Para a advogada Adriane Khoury Secco, que foi acompanhar o debate, estas questões são de extrema urgência e revelam a seletividade e o descaso com os mais pobres: “Eu vejo as pessoas comentando na rua – ah, mas o Brasil não tem condições nem para os brasileiros, quanto mais para os estrangeiros – mas é porque tem toda essa má distribuição de renda, o sistema carcerário é falido, todo dinheiro que você acaba gastando com essa mega estrutura, você poderia estar gastando com políticas públicas e tantas outras alternativas para integrar essas pessoas na sociedade…”.

No caso da migração, a advogada de direitos humanos e mestranda em Ciências Sociais na PUC-SP e aluna da Especialização em Migração e Asilo na Universidade de Lanús, Karina Quintanilha, pondera que “existem diversos interesses geopolíticos, de diferentes atores, que muitas vezes querem a criação de um exército de trabalhadores precarizados”.

“A maioria das pessoas que acabam sendo presas em outros países, são presas por conta da falta de documentação e você tem uma movimentação do Estado no sentido de criar novos mecanismos e leis que possam dificultar e colocar o estado penal para segregar essas pessoas, que estão mais na periferia do capital, do sistema.

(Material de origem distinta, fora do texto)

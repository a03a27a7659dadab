//! TEAM_470: Scope guards.
//!
//! Runs a closure on a value when the guard leaves scope, unless the guard
//! is dismissed first. Used for allocate/commit/rollback sequences where
//! every early `?` return has to undo a partial step.

use core::mem::ManuallyDrop;
use core::ops::{Deref, DerefMut};

/// TEAM_470: Calls `on_exit(value)` on drop unless [`ScopeGuard::dismiss`]ed.
pub struct ScopeGuard<T, F: FnOnce(T)> {
    value: ManuallyDrop<T>,
    on_exit: ManuallyDrop<F>,
}

impl<T, F: FnOnce(T)> ScopeGuard<T, F> {
    /// [G1] Arms the guard
    pub fn new(value: T, on_exit: F) -> Self {
        Self {
            value: ManuallyDrop::new(value),
            on_exit: ManuallyDrop::new(on_exit),
        }
    }

    /// [G3] Disarms the guard and hands the value back without running `on_exit`
    pub fn dismiss(guard: Self) -> T {
        let mut guard = ManuallyDrop::new(guard);
        // SAFETY: `guard` is never dropped, so each field is taken exactly once.
        unsafe {
            ManuallyDrop::drop(&mut guard.on_exit);
            ManuallyDrop::take(&mut guard.value)
        }
    }
}

impl<T, F: FnOnce(T)> Deref for ScopeGuard<T, F> {
    type Target = T;

    fn deref(&self) -> &T {
        &self.value
    }
}

impl<T, F: FnOnce(T)> DerefMut for ScopeGuard<T, F> {
    fn deref_mut(&mut self) -> &mut T {
        &mut self.value
    }
}

impl<T, F: FnOnce(T)> Drop for ScopeGuard<T, F> {
    /// [G2] Runs `on_exit` on every exit path
    fn drop(&mut self) {
        // SAFETY: drop runs once and `dismiss` bypasses it entirely.
        let (value, on_exit) = unsafe {
            (
                ManuallyDrop::take(&mut self.value),
                ManuallyDrop::take(&mut self.on_exit),
            )
        };
        on_exit(value);
    }
}

#[cfg(test)]
mod tests {
    use super::*;
    use core::cell::Cell;

    /// Tests: [G1] armed guard, [G2] runs on scope exit
    #[test]
    fn test_guard_runs_on_drop() {
        let fired = Cell::new(0);
        {
            let _g = ScopeGuard::new(5, |v| fired.set(v));
            assert_eq!(fired.get(), 0);
        }
        assert_eq!(fired.get(), 5);
    }

    /// Tests: [G2] runs on early error return
    #[test]
    fn test_guard_runs_on_early_return() {
        fn step(fired: &Cell<bool>, fail: bool) -> Result<u32, ()> {
            let g = ScopeGuard::new(1, |_| fired.set(true));
            if fail {
                return Err(());
            }
            Ok(ScopeGuard::dismiss(g))
        }

        let fired = Cell::new(false);
        assert_eq!(step(&fired, true), Err(()));
        assert!(fired.get());

        fired.set(false);
        assert_eq!(step(&fired, false), Ok(1));
        assert!(!fired.get());
    }

    /// Tests: [G3] dismiss returns the value, deref reaches it
    #[test]
    fn test_guard_dismiss_and_deref() {
        let fired = Cell::new(false);
        let mut g = ScopeGuard::new(std::vec![1, 2], |_| fired.set(true));
        g.push(3);
        assert_eq!(g.len(), 3);
        let v = ScopeGuard::dismiss(g);
        assert_eq!(v, std::vec![1, 2, 3]);
        assert!(!fired.get());
    }
}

Pessoas que não vão ter acesso à Justiça e serão criminalizadas. Revelando um processo de segregação, um recorte de raça, de classe, de gênero, muito debatido aqui”, aponta a pesquisadora.

Segundo dados da ACNUR (Agência de refugiados da ONU) 65,6 milhões de pessoas estão em situação de deslocamento forçado e só neste ano, 2718 pessoas morreram tentando migrar.

Mulheres migrantes encarceradas

Viviane Balbuglio, participante da mesa e integrante do “Projeto Estrangeiras” do Instituto Terra, Trabalho e Cidadania (ITTC), relata diversos casos de mulheres migrantes que cometeram crimes e que tiveram que cumprir a chamada “pena de ponta a ponta”, onde não possuem os mesmos direitos que as pessoas brasileiras, pelo fato de o Estado alegar o não vínculo delas com o país.

Além disso, ela comentou na mesa sobre os assédios que muitas migrantes sofrem ao desembarcarem em aeroportos, enquanto aguardam os trâmites legais: “há relatos de mulheres que sofrem assédios de policiais, quando não existem intérpretes e tradutoras para auxiliá-las, são várias as violações e constrangimentos, muito antes de chegarem à prisão”, argumenta.

O projeto atua cada vez mais com mulheres egressas do sistema prisional e esbarra constantemente na falta de políticas públicas voltadas para elas. “Muitas não falam português, não possuem família e é uma situação super complicada”, conclui Viviane.

Rafael Braga

Catador carioca, Rafael Braga está preso desde 2013, quando foi acusado de portar de explosivos durante manifestação contra a Copa do Mundo.

Novamente, em 2016, foi detido enquanto cumpria a pena em regime semi-aberto, acusado por policiais de tráfico de drogas e sentenciado a 11 anos e 3 meses de prisão. A sentença foi proferida mesmo com uma testemunha favorável a ele.